A. RPMI-8226 cells exhibit chromosome segregation defects. Hela or RPMI-8226 cells were plated on glass coverslips and 2 days later fixed, counterstained with DAPI and anaphases counted at a fluorescence microscope. Yellow arrows point to chromosomal defects. B. The presence of chromosomes left behind (delayed chromosomes) or lost between the two daughter cells was measured in at least 50 anaphases in the indicated cell lines and represented as the percentage of cells with the different defect. C. Schematic representation of the plasmid used to transduce MM cells with hMAD2. D-F. Recovery of MAD2 levels in the MM cell line RPMI-8226. RPMI-8226 cells were transduced with the vector shown in panel C or empty vector, and 2 days later plated for the subsequent analysis.
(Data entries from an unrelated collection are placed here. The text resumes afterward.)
use std::path::PathBuf;
use std::sync::Arc;
use anyhow::Result;
use chrono::Utc;
use log::{info, warn};
use tokio::sync::Notify;

use crate::catalog::{is_supported_language, is_supported_voice};
use crate::config::NarratorConfig;
use crate::error::{StoreError, SubmitError};
use crate::job::{load_job, Job, JobStatus, VideoType};
use crate::store::{JobStore, Removal};
use crate::text::clean_text;

/// Accepted speech rates, inclusive
pub const SPEECH_RATE_RANGE: (f32, f32) = (0.5, 2.0);

fn not_processing(job: &Job) -> bool {
    job.status != JobStatus::Processing
}

/// A text-to-video request before validation
#[derive(Debug, Clone, Default)]
pub struct SubmitRequest {
    pub text: String,
    pub language: Option<String>,
    pub voice: Option<String>,
    pub speech_rate: Option<String>,
    pub video_quality: Option<String>,
    pub video_type: Option<String>,
}

impl SubmitRequest {
    pub fn new(text: impl Into<String>) -> Self {
        Self { text: text.into(), ..Default::default() }
    }
}

/// Job counts per status
#[derive(Debug, Clone, Copy, Default, PartialEq, Eq)]
pub struct StatusSummary {
    pub queued: usize,
    pub processing: usize,
    pub completed: usize,
    pub failed: usize,
    pub canceled: usize,
    pub max_jobs: usize,
}

impl StatusSummary {
    pub fn total(&self) -> usize {
        self.queued + self.processing + self.completed + self.failed + self.canceled
    }
}

/// Job operations shared by the daemon and command-line front ends
pub struct JobService {
    store: Arc<dyn JobStore>,
    config: Arc<NarratorConfig>,
    wake: Option<Arc<Notify>>,
}

impl JobService {
    pub fn new(store: Arc<dyn JobStore>, config: Arc<NarratorConfig>) -> Self {
        Self { store, config, wake: None }
    }

    /// Wake this notifier whenever a job becomes admissible
    pub fn with_wake(mut self, wake: Arc<Notify>) -> Self {
        self.wake = Some(wake);
        self
    }

    fn wake(&self) {
        if let Some(wake) = &self.wake {
            wake.notify_one();
        }
    }

    fn existing(&self, id: &str) -> Result<Job, StoreError> {
        self.store.get(id).ok_or_else(|| StoreError::NotFound(id.to_string()))
    }

    /// Check a request and build the queued job it describes
    pub fn validate(&self, request: &SubmitRequest) -> Result<Job, SubmitError> {
        if clean_text(&request.text).is_empty() {
            return Err(SubmitError::EmptyText);
        }
        let len = request.text.chars().count();
        if len > self.config.api.max_text_length {
            return Err(SubmitError::TextTooLong { len, max: self.config.api.max_text_length });
        }

        let language = request.language.clone().unwrap_or_else(|| self.config.tts.language.clone());
        if !is_supported_language(&language) {
            return Err(SubmitError::UnsupportedLanguage(language));
        }

        let voice = request.voice.clone().unwrap_or_else(|| self.config.tts.voice.clone());
        if !is_supported_voice(&voice) {
            return Err(SubmitError::UnsupportedVoice(voice));
        }

        let video_quality = match &request.video_quality {
            Some(name) => match self.config.video.quality(name) {
                Some(preset) => Some(preset.name.clone()),
                None => return Err(SubmitError::UnknownVideoQuality(name.clone())),
            },
            None => None,
        };

        let video_type = match &request.video_type {
            Some(value) => VideoType::parse(value).ok_or_else(|| SubmitError::UnknownVideoType(value.clone()))?,
            None => VideoType::default(),
        };

        let speech_rate = match &request.speech_rate {
            Some(value) => {
                let rate: f32 = value
                    .trim()
                    .parse()
                    .map_err(|_| SubmitError::InvalidSpeechRate(value.clone()))?;
                let (min, max) = SPEECH_RATE_RANGE;
                if !rate.is_finite() || rate < min || rate > max {
                    return Err(SubmitError::InvalidSpeechRate(value.clone()));
                }
                rate
            }
            None => self.config.tts.speech_rate,
        };

        let mut job = Job::new(request.text.clone(), language.to_ascii_lowercase(), voice, speech_rate);
        job.video_quality = video_quality;
        job.video_type = video_type;
        Ok(job)
    }

    /// Validate, persist as queued and wake the scheduler
    pub fn submit(&self, request: &SubmitRequest) -> Result<Job> {
        let job = self.validate(request)?;
        self.store.set(job.clone())?;
        info!("Job {}: Queued ({} chars, {}, {})", job.id, job.text.len(), job.language, job.voice);
        self.wake();
        Ok(job)
    }

    pub fn get(&self, id: &str) -> Option<Job> {
        self.store.get(id)
    }

    pub fn list(&self) -> Vec<Job> {
        self.store.list()
    }

    pub fn status(&self) -> StatusSummary {
        let mut summary = StatusSummary { max_jobs: self.config.api.max_jobs, ..Default::default() };
        for job in self.store.list() {
            match job.status {
                JobStatus::Queued => summary.queued += 1,
                JobStatus::Processing => summary.processing += 1,
                JobStatus::Completed => summary.completed += 1,
                JobStatus::Failed => summary.failed += 1,
                JobStatus::Canceled => summary.canceled += 1,
            }
        }
        summary
    }

    /// Whether a processing slot is free
    pub fn ready(&self) -> bool {
        let summary = self.status();
        summary.processing < summary.max_jobs.max(1)
    }

    /// Cancel a queued job at once, or flag a processing one for its next checkpoint
    pub fn cancel(&self, id: &str) -> Result<Job, StoreError> {
        let current = self.existing(id)?;
        if current.status.is_terminal() {
            return Err(StoreError::InvalidTransition {
                id: id.to_string(),
                from: current.status,
                to: JobStatus::Canceled,
            });
        }

        let updated = self
            .store
            .update(id, &mut |job| match job.status {
                JobStatus::Queued => {
                    job.status = JobStatus::Canceled;
                    job.finished_at = Some(Utc::now());
                    job.cancel_requested = true;
                }
                JobStatus::Processing => job.cancel_requested = true,
                _ => {}
            })?
            .ok_or_else(|| StoreError::NotFound(id.to_string()))?;

        match updated.status {
            JobStatus::Canceled => info!("Job {}: 🛑 Canceled while queued", id),
            _ => info!("Job {}: 🛑 Cancellation requested", id),
        }
        Ok(updated)
    }

    /// Remove a job that is not processing, together with its directory
    pub fn delete(&self, id: &str) -> Result<Job, StoreError> {
        self.existing(id)?;
        match self.store.delete_if(id, &not_processing)? {
            Removal::Removed(Some(removed)) => {
                info!("Job {}: 🗑️  Deleted", id);
                Ok(removed)
            }
            Removal::Removed(None) => Err(StoreError::NotFound(id.to_string())),
            Removal::Refused(_) => Err(StoreError::Busy(id.to_string())),
        }
    }

    /// Delete every job that is not processing; returns how many were removed
    pub fn delete_all(&self) -> Result<usize, StoreError> {
        let mut deleted = 0;
        for job in self.store.list() {
            match self.store.delete_if(&job.id, &not_processing)? {
                Removal::Removed(Some(_)) => deleted += 1,
                Removal::Removed(None) => {}
                Removal::Refused(_) => warn!("Job {}: Still processing, not deleted", job.id),
            }
        }
        info!("🗑️  Deleted {} job(s)", deleted);
        Ok(deleted)
    }

    /// Path of the finished video, once it exists and is non-empty
    pub fn result(&self, id: &str) -> Result<PathBuf, StoreError> {
        let job = self.existing(id)?;
        if job.status != JobStatus::Completed {
            return Err(StoreError::NotReady(id.to_string()));
        }
        let path = job
            .artifact
            .clone()
            .unwrap_or_else(|| job.final_path(self.store.root(), &self.config.ffmpeg.video_format));
        match std::fs::metadata(&path) {
            Ok(meta) if meta.is_file() && meta.len() > 0 => Ok(path),
            _ => Err(StoreError::NotReady(id.to_string())),
        }
    }

    /// Put failed and canceled jobs back in the queue
    pub fn requeue_remaining(&self) -> Result<usize, StoreError> {
        let mut requeued = 0;
        for job in self.store.list() {
            if !matches!(job.status, JobStatus::Failed | JobStatus::Canceled) {
                continue;
            }
            self.store.update(&job.id, &mut |job| {
                job.status = JobStatus::Queued;
                job.started_at = None;
                job.finished_at = None;
                job.stage = None;
                job.reason = None;
                job.artifact = None;
                job.cancel_requested = false;
            })?;
            info!("Job {}: 🔄 Requeued", job.id);
            requeued += 1;
        }
        if requeued > 0 {
            self.wake();
        }
        Ok(requeued)
    }

    /// Load a record another process wrote into the store directory
    pub fn adopt(&self, id: &str) -> Result<Job, StoreError> {
        if let Some(existing) = self.store.get(id) {
            return Ok(existing);
        }
        let job = load_job(self.store.root(), id).map_err(|_| StoreError::NotFound(id.to_string()))?;
        self.store.set(job.clone())?;
        info!("Job {}: Adopted from disk ({})", job.id, job.status);
        if job.status == JobStatus::Queued {
            self.wake();
        }
        Ok(job)
    }
}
D. Recovery of MAD2 protein levels. Protein extracts from the indicated cell lines were prepared, 30 µg separated by SDS-PAGE and MAD2 and α-tubulin amount determined by regular WB as indicated (upper panels). Another set was similarly analyzed, but their levels were quantified using appropriate secondary antibodies and the Odyssey software. The relative ratio of both proteins is shown in the lower graph. E. The recovery of MAD2 levels induces a small change in their cell cycle profile, producing the accumulation of more cells in the G2/M transition. F. Besides, a small improvement in chromosomal dynamics in mitosis is detected after MAD2 recovery, measured as described in B.

Figure 5. MM cell lines exhibit a deficient SAC when challenged with nocodazole.

A. Several MM cell lines were treated with nocodazole for 20 hours, and their cell cycle status after the arrest measured by conventional flow cytometry after DNA staining. Most of the MM cell lines analyzed was not as efficiently arrested in those conditions as HeLa cells. B. The indicated cell lines were arrested for up to 60 hours with nocodazole to determine if the deficient arrest was due to a slower proliferation. The increase in the time of treatment did not effectively synchronize MM1S or SJR cells. C. Cells were labeled for 30 minutes with the CellTracker Red dye, washed out the excess and placed in culture in normal medium (green line), or supplemented with nocodazole (pink line). Cell division in untreated cells made them loose staining, as indicated by the shift in the peak. When the arrest was efficient, the population did not shift (see HeLa cells). Nevertheless, part of the nocodazole treated MM1S population shifted as the control confirming that those cells had, in fact, divided even in the presence of nocodazole. On the other hand the low synchronization detected in SJR was mainly due to the low proliferation of this cell line given that even the normal population had not divided in 40 hours.